Using the word "Some" as the filter, copy each matching line from the records.

________________________

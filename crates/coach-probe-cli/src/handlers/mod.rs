//! Command handlers, kept out of main.rs for testability

pub mod check;
pub mod list;
pub mod suite;

pub use check::execute_check;
pub use list::{execute_list, format_scenario_list};
pub use suite::{build_suite_config, ensure_passed, execute_test, select_scenarios};

use crate::commands::TargetArgs;
use crate::error::CliResult;
use coach_probe::SuiteConfig;

/// Layer the suite config: defaults or YAML file, then environment, then flags
pub fn load_target_config<F>(target: &TargetArgs, lookup: F) -> CliResult<SuiteConfig>
where
    F: Fn(&str) -> Option<String>,
{
    let base = match &target.config {
        Some(path) => SuiteConfig::load(path)?,
        None => SuiteConfig::default(),
    };
    let mut config = base.apply_env(lookup);

    if let Some(url) = &target.base_url {
        config.base_url.clone_from(url);
    }
    if target.headed {
        config.browser.headless = false;
    }
    if let Some(path) = &target.chromium_path {
        config.browser.chromium_path = Some(path.clone());
    }
    if target.no_sandbox {
        config.browser.sandbox = false;
    }
    Ok(config)
}

/// Lookup backed by the process environment
pub(crate) fn process_env(key: &str) -> Option<String> {
    std::env::var(key).ok()
}

#[cfg(test)]
#[allow(clippy::unwrap_used, clippy::expect_used)]
mod tests {
    use super::*;
    use std::io::Write;

    fn no_env(_: &str) -> Option<String> {
        None
    }

    #[test]
    fn test_defaults_without_file() {
        let config = load_target_config(&TargetArgs::default(), no_env).unwrap();
        assert_eq!(config.base_url(), "http://localhost:3000");
        assert!(config.browser.headless);
    }

    #[test]
    fn test_file_then_env_then_flags() {
        let mut file = tempfile::NamedTempFile::new().unwrap();
        writeln!(file, "base_url: http://from-file:3000\nretries: 4").unwrap();

        let target = TargetArgs {
            config: Some(file.path().to_path_buf()),
            ..TargetArgs::default()
        };
        let config = load_target_config(&target, no_env).unwrap();
        assert_eq!(config.base_url(), "http://from-file:3000");
        assert_eq!(config.retries, 4);

        let env = |key: &str| (key == "COACH_BASE_URL").then(|| "http://from-env:3000".to_string());
        let config = load_target_config(&target, env).unwrap();
        assert_eq!(config.base_url(), "http://from-env:3000");

        let target = TargetArgs {
            base_url: Some("http://from-flag:3000".to_string()),
            headed: true,
            no_sandbox: true,
            ..target
        };
        let config = load_target_config(&target, env).unwrap();
        assert_eq!(config.base_url(), "http://from-flag:3000");
        assert!(!config.browser.headless);
        assert!(!config.browser.sandbox);
    }

    #[test]
    fn test_missing_file_is_an_error() {
        let target = TargetArgs {
            config: Some("/nonexistent/coach-probe.yaml".into()),
            ..TargetArgs::default()
        };
        assert!(load_target_config(&target, no_env).is_err());
    }
}
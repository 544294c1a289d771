//! Error types for the CLI

use thiserror::Error;

/// Result type for CLI operations
pub type CliResult<T> = Result<T, CliError>;

/// Errors that can occur in the CLI
#[derive(Debug, Error)]
pub enum CliError {
    /// Configuration error
    #[error("Configuration error: {message}")]
    Config {
        /// Error message
        message: String,
    },

    /// Invalid argument
    #[error("Invalid argument: {message}")]
    InvalidArgument {
        /// Error message
        message: String,
    },

    /// At least one scenario failed
    #[error("{failed} of {total} scenarios failed")]
    ScenariosFailed {
        /// Failed scenarios
        failed: usize,
        /// Scenarios run
        total: usize,
    },

    /// Frontend never became ready
    #[error("Frontend not ready at {url}: {message}")]
    NotReady {
        /// Probed URL
        url: String,
        /// Last probe error
        message: String,
    },

    /// Feature compiled out
    #[error("{0}")]
    Unsupported(String),

    /// IO error
    #[error("I/O error: {0}")]
    Io(#[from] std::io::Error),

    /// Library error
    #[error("{0}")]
    Probe(#[from] coach_probe::ProbeError),
}

impl CliError {
    /// Create a configuration error
    #[must_use]
    pub fn config(message: impl Into<String>) -> Self {
        Self::Config {
            message: message.into(),
        }
    }

    /// Create an invalid argument error
    #[must_use]
    pub fn invalid_argument(message: impl Into<String>) -> Self {
        Self::InvalidArgument {
            message: message.into(),
        }
    }

    /// Create a not-ready error
    #[must_use]
    pub fn not_ready(url: impl Into<String>, message: impl Into<String>) -> Self {
        Self::NotReady {
            url: url.into(),
            message: message.into(),
        }
    }

    /// Process exit code for this error
    ///
    /// 1 for failing scenarios, 2 for anything that stopped the run early.
    #[must_use]
    pub const fn exit_code(&self) -> u8 {
        match self {
            Self::ScenariosFailed { .. } => 1,
            _ => 2,
        }
    }
}

#[cfg(test)]
#[allow(clippy::unwrap_used, clippy::expect_used)]
mod tests {
    use super::*;

    #[test]
    fn test_config_error() {
        let err = CliError::config("bad config");
        assert!(err.to_string().contains("Configuration"));
        assert!(err.to_string().contains("bad config"));
    }

    #[test]
    fn test_invalid_argument_error() {
        let err = CliError::invalid_argument("--only is not allowed in CI");
        assert!(err.to_string().contains("--only"));
    }

    #[test]
    fn test_scenarios_failed_message() {
        let err = CliError::ScenariosFailed { failed: 2, total: 6 };
        assert_eq!(err.to_string(), "2 of 6 scenarios failed");
        assert_eq!(err.exit_code(), 1);
    }

    #[test]
    fn test_not_ready_exit_code() {
        let err = CliError::not_ready("http://localhost:3000", "connection refused");
        assert!(err.to_string().contains("localhost:3000"));
        assert_eq!(err.exit_code(), 2);
    }

    #[test]
    fn test_from_probe_error() {
        let err: CliError =
            coach_probe::ProbeError::invalid_config("retry.attempts must be at least 1").into();
        assert!(err.to_string().contains("retry.attempts"));
        assert_eq!(err.exit_code(), 2);
    }

    #[test]
    fn test_from_io_error() {
        let io = std::io::Error::new(std::io::ErrorKind::NotFound, "missing");
        let err: CliError = io.into();
        assert!(err.to_string().contains("I/O"));
    }
}
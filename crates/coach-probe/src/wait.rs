//! Polling and timeout helpers.
//!
//! Every operation class (navigation, element wait, whole scenario) runs under
//! its own deadline; exceeding it surfaces as [`ProbeError::Timeout`] for that
//! step instead of a hang.

use std::future::Future;
use std::time::Duration;

use crate::result::{ProbeError, ProbeResult};

/// Default polling interval for element waits (250ms)
pub const DEFAULT_POLL_INTERVAL_MS: u64 = 250;

fn timeout_error(operation: &str, timeout: Duration) -> ProbeError {
    ProbeError::Timeout {
        operation: operation.to_string(),
        ms: u64::try_from(timeout.as_millis()).unwrap_or(u64::MAX),
    }
}

/// Poll `check` until it yields `true` or `timeout` elapses.
///
/// Returns the time waited. Errors from `check` are returned immediately.
pub async fn wait_until<F, Fut>(
    description: &str,
    timeout: Duration,
    poll_interval: Duration,
    mut check: F,
) -> ProbeResult<Duration>
where
    F: FnMut() -> Fut,
    Fut: Future<Output = ProbeResult<bool>>,
{
    let start = tokio::time::Instant::now();
    loop {
        if check().await? {
            let waited = start.elapsed();
            tracing::debug!(description, waited_ms = waited.as_millis() as u64, "condition met");
            return Ok(waited);
        }
        let elapsed = start.elapsed();
        if elapsed >= timeout {
            return Err(timeout_error(description, timeout));
        }
        tokio::time::sleep(poll_interval.min(timeout - elapsed)).await;
    }
}

/// Run `fut` under a deadline
pub async fn with_timeout<T, Fut>(operation: &str, timeout: Duration, fut: Fut) -> ProbeResult<T>
where
    Fut: Future<Output = ProbeResult<T>>,
{
    tokio::time::timeout(timeout, fut)
        .await
        .map_err(|_| timeout_error(operation, timeout))?
}

#[cfg(test)]
#[allow(clippy::unwrap_used, clippy::expect_used)]
mod tests {
    use super::*;

    #[tokio::test(start_paused = true)]
    async fn test_wait_until_met_after_polls() {
        let mut polls = 0;
        let waited = wait_until(
            "sections rendered",
            Duration::from_secs(5),
            Duration::from_millis(250),
            || {
                polls += 1;
                let done = polls >= 3;
                async move { Ok(done) }
            },
        )
        .await
        .unwrap();
        assert_eq!(polls, 3);
        assert_eq!(waited, Duration::from_millis(500));
    }

    #[tokio::test(start_paused = true)]
    async fn test_wait_until_times_out() {
        let err = wait_until(
            "never",
            Duration::from_secs(1),
            Duration::from_millis(300),
            || async { Ok(false) },
        )
        .await
        .unwrap_err();
        assert!(matches!(err, ProbeError::Timeout { ms: 1000, .. }));
        assert!(err.to_string().contains("never"));
    }

    #[tokio::test(start_paused = true)]
    async fn test_wait_until_propagates_errors() {
        let err = wait_until("broken", Duration::from_secs(1), Duration::from_millis(10), || async {
            Err(ProbeError::page("target closed"))
        })
        .await
        .unwrap_err();
        assert!(matches!(err, ProbeError::PageError { .. }));
    }

    #[tokio::test(start_paused = true)]
    async fn test_with_timeout_expires() {
        let err = with_timeout("page load", Duration::from_millis(100), async {
            tokio::time::sleep(Duration::from_secs(1)).await;
            Ok(())
        })
        .await
        .unwrap_err();
        assert_eq!(err.to_string(), "page load timed out after 100ms");
    }

    #[tokio::test]
    async fn test_with_timeout_passes_value() {
        let value = with_timeout("quick", Duration::from_secs(1), async { Ok(7) })
            .await
            .unwrap();
        assert_eq!(value, 7);
    }
}
//! Check command handler

use coach_probe::{ReadinessChecker, ReadinessResult, SuiteConfig};
use std::time::Duration;

use super::{load_target_config, process_env};
use crate::commands::CheckArgs;
use crate::config::CliConfig;
use crate::error::{CliError, CliResult};
use crate::output::ProgressReporter;

/// Probe the frontend over HTTP, optionally polling, then optionally check its form
pub async fn execute_check(cli: &CliConfig, args: &CheckArgs) -> CliResult<ReadinessResult> {
    let config = load_target_config(&args.target, process_env)?;
    config.validate()?;
    let reporter = ProgressReporter::new(cli.color.should_color(), cli.verbosity.is_quiet());
    let checker = ReadinessChecker::new(config.base_url(), config.readiness)?;

    let result = match args.wait {
        Some(secs) => {
            reporter.info(&format!("waiting up to {secs}s for {}", checker.url()));
            checker.poll_ready(Duration::from_secs(secs)).await
        }
        None => checker.check_readiness().await,
    };
    if !result.ready {
        let message = result.error.clone().unwrap_or_else(|| "no response".to_string());
        reporter.failure(&format!("{} not ready: {message}", checker.url()));
        return Err(CliError::not_ready(checker.url(), message));
    }
    reporter.success(&format_ready(checker.url(), &result));

    if args.interface {
        let errors = check_interface(&config).await?;
        if !errors.is_empty() {
            for error in &errors {
                reporter.failure(error);
            }
            return Err(CliError::not_ready(checker.url(), errors.join("; ")));
        }
        reporter.success("query input and submit button are visible");
    }
    Ok(result)
}

/// `url ready in 12ms (attempt 1)`
#[must_use]
pub fn format_ready(url: &str, result: &ReadinessResult) -> String {
    let ms = result.response_time.unwrap_or_default().as_millis();
    format!("{url} ready in {ms}ms (attempt {})", result.attempts)
}

#[cfg(feature = "browser")]
async fn check_interface(config: &SuiteConfig) -> CliResult<Vec<String>> {
    use coach_probe::PageHandle;

    let browser = coach_probe::Browser::launch(config.browser.clone()).await?;
    let page = browser.new_page().await?;
    let outcome = match page.goto(config.base_url()).await {
        Ok(()) => coach_probe::readiness::validate_interface(&page).await,
        Err(e) => Err(e),
    };
    if let Err(e) = browser.close().await {
        tracing::warn!(error = %e, "browser did not close cleanly");
    }
    Ok(outcome?)
}

#[cfg(not(feature = "browser"))]
async fn check_interface(_config: &SuiteConfig) -> CliResult<Vec<String>> {
    Err(CliError::Unsupported(
        "--interface needs browser support; rebuild with --features browser".to_string(),
    ))
}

________________________

--- Written reply ---
        Some(path) => SuiteConfig::load(path)?,
    if let Some(url) = &target.base_url {
    if let Some(path) = &target.chromium_path {
        config.browser.chromium_path = Some(path.clone());
            config: Some(file.path().to_path_buf()),
            base_url: Some("http://from-flag:3000".to_string()),
            config: Some("/nonexistent/coach-probe.yaml".into()),
        Some(secs) => {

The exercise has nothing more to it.